We are very excited to continue our U35 reading series virtually this July on Zoom! Join us on the 20th to hear from a stunning set of features: Dennis James Sweeney, Jack Giaour, Kylie Gellatly, and Meia Geddes. Please RSVP by getting your free ticket on our Eventbrite page.
U35 is a bi-monthly reading series for poets under 35. The series seeks to promote and bolster young Massachusetts poets while giving them a venue to share their work and connect with other poets.
Dennis James Sweeney is the author of In the Antarctic Circle, winner of the 2020 Autumn House Rising Writer Prize, as well as four chapbooks, including Ghost/Home: A Beginner's Guide to Being Haunted. His poems have appeared in The New York Times, Prelude, Poor Claudia, Quarterly West, and Territory, among others. A Small Press Editor of Entropy, he has an MFA from Oregon State University and a PhD from the University of Denver. Originally from Cincinnati, he lives in Amherst, Massachusetts.
Jack Giaour (he/him/his) pays his rent as a freelance ghostwriter. He has an MFA from Chapman University in Southern California, and his poems have appeared or are forthcoming in Mantis, Cardinal Sins, and [PANK], among other journals. He currently lives in Beverly, Massachusetts.

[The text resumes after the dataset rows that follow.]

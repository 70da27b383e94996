use std::collections::HashMap;
use std::time::Duration;

use serde::Deserialize;
use url::Url;

/// OTLP exporter configuration
#[derive(Debug, Clone, Deserialize)]
#[serde(deny_unknown_fields)]
pub struct ExporterConfig {
    /// OTLP endpoint URL
    pub endpoint: Url,
    /// Export protocol
    #[serde(default)]
    pub protocol: ExportProtocol,
    /// Additional headers sent to the collector (`http_proto` only)
    #[serde(default)]
    pub headers: HashMap<String, String>,
    /// Export timeout (e.g. "10s")
    #[serde(default)]
    pub timeout: Option<String>,
}

impl ExporterConfig {
    /// Parsed export timeout
    ///
    /// # Errors
    ///
    /// Returns an error if the timeout string is not a valid duration
    pub fn timeout(&self) -> anyhow::Result<Option<Duration>> {
        self.timeout
            .as_deref()
            .map(|s| crate::service::parse_duration("telemetry exporter timeout", s))
            .transpose()
    }
}

/// OTLP export protocol
#[derive(Debug, Clone, Copy, Default, PartialEq, Eq, Deserialize)]
#[serde(rename_all = "snake_case")]
pub enum ExportProtocol {
    /// gRPC (default)
    #[default]
    Grpc,
    /// HTTP/protobuf
    HttpProto,
}
use opentelemetry::KeyValue;
use opentelemetry_sdk::Resource;
use opentelemetry_semantic_conventions::resource as semconv;
use texttospeech_config::TelemetryConfig;

/// Build the OpenTelemetry resource describing this process
///
/// Configured attributes come last, so they may override the service name
/// and version.
pub fn build_resource(config: &TelemetryConfig) -> Resource {
    let mut attrs = vec![
        KeyValue::new(semconv::SERVICE_NAME, config.service_name.clone()),
        KeyValue::new(semconv::SERVICE_VERSION, env!("CARGO_PKG_VERSION")),
        KeyValue::new("texttospeech.api_version", "v1"),
    ];

    let mut configured: Vec<_> = config.resource_attributes.iter().collect();
    configured.sort();
    attrs.extend(configured.into_iter().map(|(k, v)| KeyValue::new(k.clone(), v.clone())));

    Resource::builder().with_attributes(attrs).build()
}
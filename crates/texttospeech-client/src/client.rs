use std::sync::Arc;

use http::header::CONTENT_TYPE;
use serde::de::DeserializeOwned;
use texttospeech_config::Config;
use tracing::Instrument;

use crate::decode::{decode, parse_fields};
use crate::error::{Error, HttpStatusError, Result};
use crate::models::{AudioStream, CustomModel, CustomModels, Pronunciation, Translation, Voice, Voices, Words};
use crate::options::{
    AddWordOptions, AddWordsOptions, CreateCustomModelOptions, DeleteCustomModelOptions, DeleteUserDataOptions,
    DeleteWordOptions, GetCustomModelOptions, GetPronunciationOptions, GetVoiceOptions, GetWordOptions,
    ListCustomModelsOptions, ListVoicesOptions, ListWordsOptions, SynthesizeOptions, UpdateCustomModelOptions,
};
use crate::request::{Operation, RequestDescriptor};
use crate::response::DetailedResponse;
use crate::transport::{HttpTransport, RawResponse, Transport};

/// Client for the Text to Speech v1 API
///
/// Holds nothing but its transport, so clones share the connection pool and
/// any settings changed on an [`HttpTransport`].
#[derive(Debug, Clone)]
pub struct TextToSpeech {
    transport: Arc<dyn Transport>,
}

impl TextToSpeech {
    /// Create a client over any transport
    pub fn new(transport: Arc<dyn Transport>) -> Self {
        Self { transport }
    }

    /// Create a client from loaded configuration
    ///
    /// # Errors
    ///
    /// Returns an error if the service URL, headers, durations or
    /// credentials in `config` are invalid
    pub fn from_config(config: &Config) -> Result<Self> {
        let transport = HttpTransport::from_config(&config.service, &config.auth)?;
        Ok(Self::new(Arc::new(transport)))
    }

    /// Create a client from `<SERVICE_NAME>_*` environment variables
    ///
    /// # Errors
    ///
    /// Returns [`Error::Config`] if the variables do not describe a usable
    /// configuration
    pub fn from_env(service_name: &str) -> Result<Self> {
        let config = Config::from_env(service_name).map_err(|e| Error::Config(format!("{e:#}")))?;
        Self::from_config(&config)
    }

    /// Transport the client sends requests through
    pub fn transport(&self) -> &Arc<dyn Transport> {
        &self.transport
    }

    // -- Voices --

    /// List all voices available for synthesis
    ///
    /// # Errors
    ///
    /// Returns an error if the request fails or the response cannot be decoded
    pub async fn list_voices(&self, options: &ListVoicesOptions) -> Result<DetailedResponse<Voices>> {
        self.send_json(options).await
    }

    /// Get one voice, including custom model details when a customization ID is given
    ///
    /// # Errors
    ///
    /// Returns [`Error::Validation`] without a voice name, otherwise an error
    /// if the request fails or the response cannot be decoded
    pub async fn get_voice(&self, options: &GetVoiceOptions) -> Result<DetailedResponse<Voice>> {
        self.send_json(options).await
    }

    // -- Synthesis --

    /// Synthesize text to audio
    ///
    /// The body is handed over undecoded together with its content type.
    ///
    /// # Errors
    ///
    /// Returns [`Error::Validation`] without text or with an unusable `accept`
    /// value, otherwise an error if the request fails
    pub async fn synthesize(&self, options: &SynthesizeOptions) -> Result<DetailedResponse<AudioStream>> {
        let response = self.execute(options.descriptor()?).await?;

        let content_type = response
            .headers
            .get(CONTENT_TYPE)
            .and_then(|v| v.to_str().ok())
            .map(str::to_owned);

        Ok(DetailedResponse {
            status: response.status,
            headers: response.headers,
            result: AudioStream {
                content_type,
                data: response.body,
            },
        })
    }

    // -- Pronunciation --

    /// Get the phonetic pronunciation of a word
    ///
    /// # Errors
    ///
    /// Returns [`Error::Validation`] without text, otherwise an error if the
    /// request fails or the response cannot be decoded
    pub async fn get_pronunciation(
        &self,
        options: &GetPronunciationOptions,
    ) -> Result<DetailedResponse<Pronunciation>> {
        self.send_json(options).await
    }

    // -- Custom models --

    /// Create an empty custom model
    ///
    /// Only `customization_id` is set on the returned model.
    ///
    /// # Errors
    ///
    /// Returns [`Error::Validation`] without a name, otherwise an error if the
    /// request fails or the response cannot be decoded
    pub async fn create_custom_model(
        &self,
        options: &CreateCustomModelOptions,
    ) -> Result<DetailedResponse<CustomModel>> {
        self.send_json(options).await
    }

    /// List the caller's custom models, optionally for one language
    ///
    /// # Errors
    ///
    /// Returns an error if the request fails or the response cannot be decoded
    pub async fn list_custom_models(
        &self,
        options: &ListCustomModelsOptions,
    ) -> Result<DetailedResponse<CustomModels>> {
        self.send_json(options).await
    }

    /// Change the name or description of a custom model, or merge words into it
    ///
    /// # Errors
    ///
    /// Returns [`Error::Validation`] without a customization ID, otherwise an
    /// error if the request fails
    pub async fn update_custom_model(&self, options: &UpdateCustomModelOptions) -> Result<DetailedResponse<()>> {
        self.send_empty(options).await
    }

    /// Get a custom model and its words
    ///
    /// # Errors
    ///
    /// Returns [`Error::Validation`] without a customization ID, otherwise an
    /// error if the request fails or the response cannot be decoded
    pub async fn get_custom_model(&self, options: &GetCustomModelOptions) -> Result<DetailedResponse<CustomModel>> {
        self.send_json(options).await
    }

    /// Delete a custom model
    ///
    /// # Errors
    ///
    /// Returns [`Error::Validation`] without a customization ID, otherwise an
    /// error if the request fails
    pub async fn delete_custom_model(&self, options: &DeleteCustomModelOptions) -> Result<DetailedResponse<()>> {
        self.send_empty(options).await
    }

    // -- Words --

    /// Add words to a custom model, overwriting existing translations
    ///
    /// # Errors
    ///
    /// Returns [`Error::Validation`] without a customization ID or word list,
    /// otherwise an error if the request fails
    pub async fn add_words(&self, options: &AddWordsOptions) -> Result<DetailedResponse<()>> {
        self.send_empty(options).await
    }

    /// List the words of a custom model in the service's ordering
    ///
    /// # Errors
    ///
    /// Returns [`Error::Validation`] without a customization ID, otherwise an
    /// error if the request fails or the response cannot be decoded
    pub async fn list_words(&self, options: &ListWordsOptions) -> Result<DetailedResponse<Words>> {
        self.send_json(options).await
    }

    /// Add or replace one word of a custom model
    ///
    /// # Errors
    ///
    /// Returns [`Error::Validation`] without a customization ID, word or
    /// translation, otherwise an error if the request fails
    pub async fn add_word(&self, options: &AddWordOptions) -> Result<DetailedResponse<()>> {
        self.send_empty(options).await
    }

    /// Get the translation of one word of a custom model
    ///
    /// # Errors
    ///
    /// Returns [`Error::Validation`] without a customization ID or word,
    /// otherwise an error if the request fails or the response cannot be decoded
    pub async fn get_word(&self, options: &GetWordOptions) -> Result<DetailedResponse<Translation>> {
        self.send_json(options).await
    }

    /// Remove one word from a custom model
    ///
    /// # Errors
    ///
    /// Returns [`Error::Validation`] without a customization ID or word,
    /// otherwise an error if the request fails
    pub async fn delete_word(&self, options: &DeleteWordOptions) -> Result<DetailedResponse<()>> {
        self.send_empty(options).await
    }

    // -- User data --

    /// Delete all data associated with a customer ID
    ///
    /// Succeeds even when nothing is stored for the ID.
    ///
    /// # Errors
    ///
    /// Returns [`Error::Validation`] without a customer ID, otherwise an error
    /// if the request fails
    pub async fn delete_user_data(&self, options: &DeleteUserDataOptions) -> Result<DetailedResponse<()>> {
        self.send_empty(options).await
    }

    async fn send_json<T: DeserializeOwned>(&self, options: &impl Operation) -> Result<DetailedResponse<T>> {
        let request = options.descriptor()?;
        let operation = request.operation;
        let response = self.execute(request).await?;

        if response.body.is_empty() {
            return Err(Error::Decode {
                path: ".".to_owned(),
                message: format!("{operation} returned an empty body"),
            });
        }
        let result = decode(parse_fields(&response.body)?)?;

        Ok(DetailedResponse {
            status: response.status,
            headers: response.headers,
            result,
        })
    }

    async fn send_empty(&self, options: &impl Operation) -> Result<DetailedResponse<()>> {
        let response = self.execute(options.descriptor()?).await?;

        Ok(DetailedResponse {
            status: response.status,
            headers: response.headers,
            result: (),
        })
    }

    /// Send through the transport, racing the call's cancellation token
    async fn execute(&self, request: RequestDescriptor) -> Result<RawResponse> {
        let span = tracing::debug_span!(
            "text_to_speech",
            operation = request.operation,
            method = %request.method,
        );

        let call = async {
            let response = self.transport.send(&request).await?;
            tracing::debug!(status = response.status.as_u16(), bytes = response.body.len(), "response received");

            if !response.status.is_success() {
                return Err(HttpStatusError::new(response.status, response.headers, &response.body).into());
            }

            Ok::<_, Error>(response)
        }
        .instrument(span);

        match request.cancellation {
            Some(ref token) => {
                tokio::select! {
                    biased;
                    () = token.cancelled() => Err(Error::Cancelled),
                    result = call => result,
                }
            }
            None => call.await,
        }
    }
}
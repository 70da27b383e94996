//! Programmatic configuration builder for integration tests

use secrecy::SecretString;
use texttospeech_client::TextToSpeech;
use texttospeech_config::{AuthConfig, BearerTokenAuthConfig, Config, IamAuthConfig, RetryConfig, ServiceConfig};

/// Builder for client configurations pointed at a mock service
pub struct ConfigBuilder {
    config: Config,
}

impl ConfigBuilder {
    /// Unauthenticated configuration for `url`
    pub fn new(url: &str) -> Self {
        Self {
            config: Config {
                service: ServiceConfig {
                    url: url.to_owned(),
                    ..ServiceConfig::default()
                },
                auth: AuthConfig::NoAuth,
                telemetry: None,
            },
        }
    }

    /// Send a static bearer token
    pub fn with_bearer_token(mut self, token: &str) -> Self {
        self.config.auth = AuthConfig::BearerToken(BearerTokenAuthConfig {
            bearer_token: SecretString::from(token),
        });
        self
    }

    /// Exchange `apikey` at the token service under `url`
    pub fn with_iam(mut self, apikey: &str, url: &str) -> Self {
        self.config.auth = AuthConfig::Iam(IamAuthConfig {
            apikey: SecretString::from(apikey),
            url: Some(url.to_owned()),
            client_id: None,
            client_secret: None,
            disable_ssl_verification: false,
        });
        self
    }

    /// Retry transient failures with a short backoff ceiling
    pub fn with_retries(mut self, max_retries: u32) -> Self {
        self.config.service.retries = Some(RetryConfig {
            max_retries,
            max_retry_interval: Some("1s".to_owned()),
        });
        self
    }

    /// Gzip request bodies
    pub fn with_gzip(mut self) -> Self {
        self.config.service.enable_gzip = true;
        self
    }

    /// Add a header sent with every request
    pub fn with_header(mut self, name: &str, value: &str) -> Self {
        self.config.service.headers.insert(name.to_owned(), value.to_owned());
        self
    }

    /// Validated configuration
    pub fn build(self) -> Config {
        self.config.validate().expect("valid test configuration");
        self.config
    }

    /// Client for the validated configuration
    pub fn client(self) -> TextToSpeech {
        TextToSpeech::from_config(&self.build()).expect("client from test configuration")
    }
}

Kylie Gellatly is the author of The Fever Poems, forthcoming from Finishing Line Press (Summer 2021). Her poetry has appeared or is forthcoming in Action Spectacle, Counterclock, DIAGRAM, Iterant Magazine, Gasher, La Vague Journal, Feral, Petrichor, Literary North, SWWIM, and elsewhere. Kylie is the Book Reviews Editor for Green Mountains Review, Editor-in-Chief of Mount Holyoke Review, and is a Frances Perkins Scholar at Mount Holyoke College. For more, visit www.kyliegellatly.com
Meia Geddes grew up in California and came to the east coast to attend college at Brown University. After college, she went to live and work in South Africa for about a year thanks to a Fulbright grant. She then came to Boston for her master's in library and information science at Simmons, and is now a librarian at the Boston Public Library. She has written two books, The Little Queen and Love Letters to the World, and is working on a third called Little World Forms: Experiments in Sentence-Level Utopias.